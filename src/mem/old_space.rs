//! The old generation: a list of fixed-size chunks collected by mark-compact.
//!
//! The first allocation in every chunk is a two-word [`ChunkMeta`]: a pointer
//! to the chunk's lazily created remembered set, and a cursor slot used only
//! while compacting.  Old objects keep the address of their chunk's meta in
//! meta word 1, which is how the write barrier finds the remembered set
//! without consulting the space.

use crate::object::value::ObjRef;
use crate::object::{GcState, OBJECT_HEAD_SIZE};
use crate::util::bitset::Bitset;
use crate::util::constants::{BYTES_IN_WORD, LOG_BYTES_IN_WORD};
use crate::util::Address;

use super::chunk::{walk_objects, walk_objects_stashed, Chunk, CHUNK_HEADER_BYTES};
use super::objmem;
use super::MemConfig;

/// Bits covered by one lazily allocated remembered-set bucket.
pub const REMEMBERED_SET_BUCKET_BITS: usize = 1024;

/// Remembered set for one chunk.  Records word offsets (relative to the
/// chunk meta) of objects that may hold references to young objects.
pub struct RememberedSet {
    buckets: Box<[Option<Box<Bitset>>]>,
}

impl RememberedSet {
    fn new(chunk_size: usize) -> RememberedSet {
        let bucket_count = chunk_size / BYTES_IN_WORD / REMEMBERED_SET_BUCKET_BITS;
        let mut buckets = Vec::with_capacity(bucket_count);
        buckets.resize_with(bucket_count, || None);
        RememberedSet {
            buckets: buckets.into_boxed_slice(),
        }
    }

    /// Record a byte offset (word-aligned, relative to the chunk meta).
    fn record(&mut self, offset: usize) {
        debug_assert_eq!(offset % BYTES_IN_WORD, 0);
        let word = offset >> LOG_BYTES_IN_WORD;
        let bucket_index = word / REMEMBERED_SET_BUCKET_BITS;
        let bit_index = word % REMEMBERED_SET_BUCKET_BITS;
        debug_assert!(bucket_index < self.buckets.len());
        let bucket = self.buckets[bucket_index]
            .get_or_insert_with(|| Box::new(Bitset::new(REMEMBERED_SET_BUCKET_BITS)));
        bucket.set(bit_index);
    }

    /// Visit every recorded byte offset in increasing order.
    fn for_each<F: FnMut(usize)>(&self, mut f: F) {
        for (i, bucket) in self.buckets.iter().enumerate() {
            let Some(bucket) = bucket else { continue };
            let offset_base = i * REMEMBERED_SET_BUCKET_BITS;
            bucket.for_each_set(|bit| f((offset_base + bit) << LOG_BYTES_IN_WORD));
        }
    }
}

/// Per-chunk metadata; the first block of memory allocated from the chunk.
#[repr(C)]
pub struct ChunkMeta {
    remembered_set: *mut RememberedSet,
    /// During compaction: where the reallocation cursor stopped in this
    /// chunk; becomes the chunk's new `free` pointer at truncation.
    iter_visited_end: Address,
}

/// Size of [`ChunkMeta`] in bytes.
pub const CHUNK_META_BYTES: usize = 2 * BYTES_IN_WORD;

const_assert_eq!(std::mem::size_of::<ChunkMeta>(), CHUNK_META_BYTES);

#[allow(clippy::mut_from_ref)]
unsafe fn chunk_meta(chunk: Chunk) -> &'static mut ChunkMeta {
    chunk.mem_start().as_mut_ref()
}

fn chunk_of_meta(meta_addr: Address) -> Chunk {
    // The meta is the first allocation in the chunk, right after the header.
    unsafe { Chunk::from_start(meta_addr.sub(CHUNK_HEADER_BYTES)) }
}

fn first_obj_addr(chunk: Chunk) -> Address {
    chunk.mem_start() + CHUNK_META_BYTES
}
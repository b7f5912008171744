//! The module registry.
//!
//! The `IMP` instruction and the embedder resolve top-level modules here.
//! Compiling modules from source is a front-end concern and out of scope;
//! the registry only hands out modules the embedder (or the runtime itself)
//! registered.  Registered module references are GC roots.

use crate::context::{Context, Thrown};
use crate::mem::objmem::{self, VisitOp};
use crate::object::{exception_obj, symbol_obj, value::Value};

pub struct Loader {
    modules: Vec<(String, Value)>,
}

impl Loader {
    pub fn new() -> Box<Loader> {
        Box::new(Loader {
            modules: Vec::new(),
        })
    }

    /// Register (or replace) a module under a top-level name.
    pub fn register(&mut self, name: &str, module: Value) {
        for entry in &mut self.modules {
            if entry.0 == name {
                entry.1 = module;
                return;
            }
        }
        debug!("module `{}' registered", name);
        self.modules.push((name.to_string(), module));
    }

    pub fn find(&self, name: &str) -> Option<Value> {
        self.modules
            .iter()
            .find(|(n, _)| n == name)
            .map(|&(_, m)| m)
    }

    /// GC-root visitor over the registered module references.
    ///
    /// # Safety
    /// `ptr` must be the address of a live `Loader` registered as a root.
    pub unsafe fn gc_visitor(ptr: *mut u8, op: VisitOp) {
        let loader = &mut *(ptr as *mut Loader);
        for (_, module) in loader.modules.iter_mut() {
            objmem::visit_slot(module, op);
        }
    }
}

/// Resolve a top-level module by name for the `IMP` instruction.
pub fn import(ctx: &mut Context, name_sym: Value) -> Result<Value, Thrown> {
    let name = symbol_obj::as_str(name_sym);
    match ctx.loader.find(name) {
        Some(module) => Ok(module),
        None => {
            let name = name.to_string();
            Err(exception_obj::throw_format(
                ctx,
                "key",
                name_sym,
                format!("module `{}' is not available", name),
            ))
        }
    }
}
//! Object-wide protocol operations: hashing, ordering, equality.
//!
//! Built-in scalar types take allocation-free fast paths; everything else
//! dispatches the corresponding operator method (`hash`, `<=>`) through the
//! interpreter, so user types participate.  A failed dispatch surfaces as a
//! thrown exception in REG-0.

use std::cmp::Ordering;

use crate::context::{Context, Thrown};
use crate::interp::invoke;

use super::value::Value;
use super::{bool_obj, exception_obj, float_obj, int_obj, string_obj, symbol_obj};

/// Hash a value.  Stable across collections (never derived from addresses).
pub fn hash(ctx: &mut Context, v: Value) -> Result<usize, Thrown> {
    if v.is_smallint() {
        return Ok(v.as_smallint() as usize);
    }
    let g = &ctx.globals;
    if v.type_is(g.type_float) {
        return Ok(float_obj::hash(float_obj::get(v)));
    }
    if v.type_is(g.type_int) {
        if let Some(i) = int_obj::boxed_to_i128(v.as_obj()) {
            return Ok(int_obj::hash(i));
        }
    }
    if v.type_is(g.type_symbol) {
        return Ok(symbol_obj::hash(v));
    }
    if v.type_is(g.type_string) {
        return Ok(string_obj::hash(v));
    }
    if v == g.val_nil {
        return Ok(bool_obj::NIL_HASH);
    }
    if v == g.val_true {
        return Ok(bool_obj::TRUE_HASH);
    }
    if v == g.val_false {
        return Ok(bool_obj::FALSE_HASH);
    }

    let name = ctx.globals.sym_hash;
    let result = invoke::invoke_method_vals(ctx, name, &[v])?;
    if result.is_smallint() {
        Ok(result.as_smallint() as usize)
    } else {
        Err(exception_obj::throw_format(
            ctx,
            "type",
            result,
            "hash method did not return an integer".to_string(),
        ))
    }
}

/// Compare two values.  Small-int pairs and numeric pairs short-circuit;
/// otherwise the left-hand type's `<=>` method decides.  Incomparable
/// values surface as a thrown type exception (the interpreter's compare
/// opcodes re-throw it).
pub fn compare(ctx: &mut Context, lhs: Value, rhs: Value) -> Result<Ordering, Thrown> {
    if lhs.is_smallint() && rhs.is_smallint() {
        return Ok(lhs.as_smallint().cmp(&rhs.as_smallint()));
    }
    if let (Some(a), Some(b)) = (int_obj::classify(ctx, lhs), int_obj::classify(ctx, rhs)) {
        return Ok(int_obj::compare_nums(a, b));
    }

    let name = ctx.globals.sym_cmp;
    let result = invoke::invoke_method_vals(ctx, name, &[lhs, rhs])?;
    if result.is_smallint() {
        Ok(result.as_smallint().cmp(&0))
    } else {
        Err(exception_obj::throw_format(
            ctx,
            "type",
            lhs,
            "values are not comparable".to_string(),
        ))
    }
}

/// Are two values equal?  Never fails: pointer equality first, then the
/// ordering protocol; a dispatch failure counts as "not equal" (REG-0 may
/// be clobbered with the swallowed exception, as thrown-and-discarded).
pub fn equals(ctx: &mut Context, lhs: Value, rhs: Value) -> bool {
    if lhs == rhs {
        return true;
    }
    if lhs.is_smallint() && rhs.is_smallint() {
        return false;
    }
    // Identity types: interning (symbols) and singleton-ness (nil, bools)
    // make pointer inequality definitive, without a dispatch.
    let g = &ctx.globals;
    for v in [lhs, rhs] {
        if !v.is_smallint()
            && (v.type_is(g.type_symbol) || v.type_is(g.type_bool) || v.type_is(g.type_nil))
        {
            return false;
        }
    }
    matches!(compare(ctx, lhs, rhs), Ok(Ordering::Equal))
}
§
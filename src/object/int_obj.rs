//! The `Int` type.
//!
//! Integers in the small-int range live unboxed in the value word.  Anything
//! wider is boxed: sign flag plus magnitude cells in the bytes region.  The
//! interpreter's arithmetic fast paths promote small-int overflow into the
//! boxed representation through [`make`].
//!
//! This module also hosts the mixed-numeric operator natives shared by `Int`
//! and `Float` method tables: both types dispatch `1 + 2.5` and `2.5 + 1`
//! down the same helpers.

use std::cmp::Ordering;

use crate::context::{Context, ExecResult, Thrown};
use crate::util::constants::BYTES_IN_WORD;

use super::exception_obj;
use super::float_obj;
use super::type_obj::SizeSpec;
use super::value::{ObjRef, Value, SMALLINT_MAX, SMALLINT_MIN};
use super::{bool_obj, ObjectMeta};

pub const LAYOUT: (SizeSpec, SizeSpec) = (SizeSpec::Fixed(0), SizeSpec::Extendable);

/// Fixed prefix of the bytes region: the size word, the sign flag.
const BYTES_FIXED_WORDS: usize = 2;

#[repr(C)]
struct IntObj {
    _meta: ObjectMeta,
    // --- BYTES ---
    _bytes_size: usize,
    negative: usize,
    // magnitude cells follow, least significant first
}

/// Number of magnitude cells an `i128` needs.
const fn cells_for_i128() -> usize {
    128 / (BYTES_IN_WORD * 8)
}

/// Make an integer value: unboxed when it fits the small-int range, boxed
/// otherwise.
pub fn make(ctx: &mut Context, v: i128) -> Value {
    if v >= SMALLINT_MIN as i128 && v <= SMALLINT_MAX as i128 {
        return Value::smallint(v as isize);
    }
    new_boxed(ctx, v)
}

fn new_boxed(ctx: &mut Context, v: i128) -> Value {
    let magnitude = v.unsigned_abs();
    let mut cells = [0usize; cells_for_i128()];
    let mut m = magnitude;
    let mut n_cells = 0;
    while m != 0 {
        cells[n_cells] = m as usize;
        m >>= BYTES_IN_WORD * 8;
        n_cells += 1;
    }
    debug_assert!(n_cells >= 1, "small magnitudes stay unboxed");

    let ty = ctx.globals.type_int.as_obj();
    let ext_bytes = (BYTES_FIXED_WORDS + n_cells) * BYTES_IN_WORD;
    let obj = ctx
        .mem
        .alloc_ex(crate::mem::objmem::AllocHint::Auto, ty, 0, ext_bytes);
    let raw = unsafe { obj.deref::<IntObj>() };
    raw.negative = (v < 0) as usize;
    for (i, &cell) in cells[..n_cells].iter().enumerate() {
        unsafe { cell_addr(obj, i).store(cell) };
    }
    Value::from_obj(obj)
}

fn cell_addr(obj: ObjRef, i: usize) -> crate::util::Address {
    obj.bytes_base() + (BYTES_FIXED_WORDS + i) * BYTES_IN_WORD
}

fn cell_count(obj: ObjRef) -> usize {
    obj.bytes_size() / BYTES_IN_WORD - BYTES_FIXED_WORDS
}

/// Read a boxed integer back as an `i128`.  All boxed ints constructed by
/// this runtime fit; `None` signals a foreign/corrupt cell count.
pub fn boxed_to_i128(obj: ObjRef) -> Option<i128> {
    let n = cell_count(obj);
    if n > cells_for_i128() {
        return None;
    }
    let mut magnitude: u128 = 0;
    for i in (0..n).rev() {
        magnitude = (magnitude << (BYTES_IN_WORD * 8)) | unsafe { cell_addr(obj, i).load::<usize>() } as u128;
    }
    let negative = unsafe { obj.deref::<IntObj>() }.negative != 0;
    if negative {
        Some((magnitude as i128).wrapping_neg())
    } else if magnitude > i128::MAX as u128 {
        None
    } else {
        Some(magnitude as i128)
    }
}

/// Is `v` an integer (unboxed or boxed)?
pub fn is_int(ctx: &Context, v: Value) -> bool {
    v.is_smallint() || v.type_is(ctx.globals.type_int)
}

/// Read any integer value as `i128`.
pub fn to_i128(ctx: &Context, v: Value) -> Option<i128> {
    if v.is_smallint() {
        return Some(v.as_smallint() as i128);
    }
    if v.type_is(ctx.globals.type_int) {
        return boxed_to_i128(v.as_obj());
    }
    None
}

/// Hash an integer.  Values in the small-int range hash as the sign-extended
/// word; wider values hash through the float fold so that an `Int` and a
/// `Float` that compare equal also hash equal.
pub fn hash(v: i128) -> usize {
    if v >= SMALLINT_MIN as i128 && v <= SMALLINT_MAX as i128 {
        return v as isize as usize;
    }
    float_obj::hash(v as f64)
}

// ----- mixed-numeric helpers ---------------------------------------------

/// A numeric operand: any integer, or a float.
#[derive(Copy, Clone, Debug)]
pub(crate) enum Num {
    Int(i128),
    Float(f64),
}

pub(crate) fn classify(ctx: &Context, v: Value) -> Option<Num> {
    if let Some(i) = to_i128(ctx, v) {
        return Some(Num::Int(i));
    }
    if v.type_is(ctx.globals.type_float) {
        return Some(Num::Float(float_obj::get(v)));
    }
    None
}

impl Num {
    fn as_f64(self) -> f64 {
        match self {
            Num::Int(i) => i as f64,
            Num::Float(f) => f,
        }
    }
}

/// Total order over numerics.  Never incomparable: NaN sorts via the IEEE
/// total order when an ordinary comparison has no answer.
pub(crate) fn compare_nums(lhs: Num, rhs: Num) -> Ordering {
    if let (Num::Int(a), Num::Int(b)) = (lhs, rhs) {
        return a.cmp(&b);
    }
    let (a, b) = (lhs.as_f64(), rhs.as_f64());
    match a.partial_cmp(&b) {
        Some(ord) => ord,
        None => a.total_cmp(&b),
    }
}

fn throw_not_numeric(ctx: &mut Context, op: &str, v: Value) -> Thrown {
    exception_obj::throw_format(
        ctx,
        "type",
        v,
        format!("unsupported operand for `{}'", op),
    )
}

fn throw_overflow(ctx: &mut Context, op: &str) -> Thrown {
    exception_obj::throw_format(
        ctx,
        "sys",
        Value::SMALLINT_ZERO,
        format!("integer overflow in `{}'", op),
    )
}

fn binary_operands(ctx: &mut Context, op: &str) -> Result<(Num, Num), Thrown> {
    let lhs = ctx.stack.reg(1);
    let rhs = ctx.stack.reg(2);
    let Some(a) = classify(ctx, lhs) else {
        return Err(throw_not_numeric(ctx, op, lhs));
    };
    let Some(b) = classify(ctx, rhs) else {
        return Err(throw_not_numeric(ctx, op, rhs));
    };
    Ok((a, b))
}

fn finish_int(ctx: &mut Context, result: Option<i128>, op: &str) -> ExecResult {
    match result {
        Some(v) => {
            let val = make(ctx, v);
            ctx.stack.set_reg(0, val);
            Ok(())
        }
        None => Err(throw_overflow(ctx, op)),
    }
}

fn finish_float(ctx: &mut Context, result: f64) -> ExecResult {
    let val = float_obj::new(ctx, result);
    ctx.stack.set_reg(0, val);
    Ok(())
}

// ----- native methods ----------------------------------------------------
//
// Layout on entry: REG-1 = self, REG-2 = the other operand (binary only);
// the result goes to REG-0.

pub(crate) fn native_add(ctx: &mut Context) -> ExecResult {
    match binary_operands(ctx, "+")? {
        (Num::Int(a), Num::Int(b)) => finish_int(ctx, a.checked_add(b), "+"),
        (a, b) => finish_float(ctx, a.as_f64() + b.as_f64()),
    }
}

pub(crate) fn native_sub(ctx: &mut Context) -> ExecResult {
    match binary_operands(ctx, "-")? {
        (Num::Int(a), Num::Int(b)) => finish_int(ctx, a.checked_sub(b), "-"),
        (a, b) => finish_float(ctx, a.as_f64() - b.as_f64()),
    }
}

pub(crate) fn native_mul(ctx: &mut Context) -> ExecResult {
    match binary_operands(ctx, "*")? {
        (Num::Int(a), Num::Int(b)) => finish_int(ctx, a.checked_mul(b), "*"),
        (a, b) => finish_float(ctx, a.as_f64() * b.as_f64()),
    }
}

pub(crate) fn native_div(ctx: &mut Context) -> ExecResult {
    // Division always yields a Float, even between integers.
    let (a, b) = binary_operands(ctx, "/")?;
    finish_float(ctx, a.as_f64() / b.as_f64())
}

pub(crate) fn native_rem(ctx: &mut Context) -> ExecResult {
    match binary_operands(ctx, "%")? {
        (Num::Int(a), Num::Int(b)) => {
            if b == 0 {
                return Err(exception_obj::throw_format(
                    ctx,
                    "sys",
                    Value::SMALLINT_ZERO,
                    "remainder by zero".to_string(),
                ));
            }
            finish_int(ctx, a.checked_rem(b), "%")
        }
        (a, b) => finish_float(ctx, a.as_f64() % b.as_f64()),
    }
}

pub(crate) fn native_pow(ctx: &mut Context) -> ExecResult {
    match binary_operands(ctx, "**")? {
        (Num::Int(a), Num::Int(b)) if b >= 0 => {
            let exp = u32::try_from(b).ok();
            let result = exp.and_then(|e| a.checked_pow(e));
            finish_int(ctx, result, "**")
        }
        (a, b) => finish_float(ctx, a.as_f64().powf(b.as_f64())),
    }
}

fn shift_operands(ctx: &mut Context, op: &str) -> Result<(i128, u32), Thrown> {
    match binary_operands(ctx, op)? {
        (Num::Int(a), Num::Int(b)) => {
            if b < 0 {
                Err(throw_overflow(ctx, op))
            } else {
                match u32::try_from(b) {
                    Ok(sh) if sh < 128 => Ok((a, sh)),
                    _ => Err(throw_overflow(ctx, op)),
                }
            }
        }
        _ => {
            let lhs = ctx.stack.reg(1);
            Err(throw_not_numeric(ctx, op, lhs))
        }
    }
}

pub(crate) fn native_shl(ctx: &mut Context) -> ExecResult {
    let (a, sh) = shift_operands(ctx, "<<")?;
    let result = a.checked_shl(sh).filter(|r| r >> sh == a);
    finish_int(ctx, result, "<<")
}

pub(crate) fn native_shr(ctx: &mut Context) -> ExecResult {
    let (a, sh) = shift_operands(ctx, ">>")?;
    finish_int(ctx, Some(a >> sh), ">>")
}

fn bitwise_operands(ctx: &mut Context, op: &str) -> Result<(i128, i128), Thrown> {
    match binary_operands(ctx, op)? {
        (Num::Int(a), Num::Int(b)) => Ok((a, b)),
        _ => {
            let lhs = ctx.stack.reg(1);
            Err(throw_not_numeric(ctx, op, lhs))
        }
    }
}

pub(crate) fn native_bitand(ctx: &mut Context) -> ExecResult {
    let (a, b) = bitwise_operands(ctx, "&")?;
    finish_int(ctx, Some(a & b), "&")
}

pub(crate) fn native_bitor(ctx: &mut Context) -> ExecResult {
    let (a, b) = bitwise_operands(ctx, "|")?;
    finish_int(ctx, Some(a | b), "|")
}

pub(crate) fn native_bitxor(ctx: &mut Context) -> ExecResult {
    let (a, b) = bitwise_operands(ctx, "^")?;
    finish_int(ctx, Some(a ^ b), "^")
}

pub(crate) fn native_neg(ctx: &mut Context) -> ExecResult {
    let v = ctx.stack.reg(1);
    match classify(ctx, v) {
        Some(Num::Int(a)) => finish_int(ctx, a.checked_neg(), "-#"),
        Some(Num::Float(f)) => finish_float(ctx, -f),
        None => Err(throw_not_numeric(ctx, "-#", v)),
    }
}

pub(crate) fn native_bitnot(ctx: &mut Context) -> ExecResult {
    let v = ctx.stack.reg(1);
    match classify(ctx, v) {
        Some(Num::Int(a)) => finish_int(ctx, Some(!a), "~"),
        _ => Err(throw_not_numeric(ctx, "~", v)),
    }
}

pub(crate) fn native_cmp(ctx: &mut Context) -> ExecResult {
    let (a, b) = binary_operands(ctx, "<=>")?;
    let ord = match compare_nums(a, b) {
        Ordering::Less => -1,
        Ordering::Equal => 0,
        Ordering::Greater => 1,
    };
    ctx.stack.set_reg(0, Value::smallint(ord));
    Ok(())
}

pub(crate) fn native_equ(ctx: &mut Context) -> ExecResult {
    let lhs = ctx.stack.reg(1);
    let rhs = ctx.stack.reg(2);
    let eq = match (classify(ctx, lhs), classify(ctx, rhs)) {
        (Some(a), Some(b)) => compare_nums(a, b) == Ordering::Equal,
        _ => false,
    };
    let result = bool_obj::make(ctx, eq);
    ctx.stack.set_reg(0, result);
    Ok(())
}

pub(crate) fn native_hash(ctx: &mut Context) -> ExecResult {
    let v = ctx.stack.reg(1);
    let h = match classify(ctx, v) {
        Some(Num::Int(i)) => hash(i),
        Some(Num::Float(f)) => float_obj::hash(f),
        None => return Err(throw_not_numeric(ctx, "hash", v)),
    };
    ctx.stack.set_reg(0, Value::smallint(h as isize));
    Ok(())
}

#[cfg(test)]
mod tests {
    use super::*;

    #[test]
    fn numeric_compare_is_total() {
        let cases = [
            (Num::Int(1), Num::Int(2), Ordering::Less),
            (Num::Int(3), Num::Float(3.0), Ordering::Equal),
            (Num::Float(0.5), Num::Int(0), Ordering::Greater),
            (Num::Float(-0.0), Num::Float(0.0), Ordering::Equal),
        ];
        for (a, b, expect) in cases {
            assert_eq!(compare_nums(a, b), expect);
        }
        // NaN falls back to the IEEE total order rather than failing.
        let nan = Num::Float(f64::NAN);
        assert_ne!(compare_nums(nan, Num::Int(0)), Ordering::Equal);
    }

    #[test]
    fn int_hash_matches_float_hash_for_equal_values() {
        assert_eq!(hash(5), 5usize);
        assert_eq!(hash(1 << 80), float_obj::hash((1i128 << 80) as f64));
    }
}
§
## AIM OF THE EXERCISE
If a line above holds the word "lazily", copy it.

## FINISHED EXERCISE
//! to the chunk's lazily created remembered set, and a cursor slot used only
/// Bits covered by one lazily allocated remembered-set bucket.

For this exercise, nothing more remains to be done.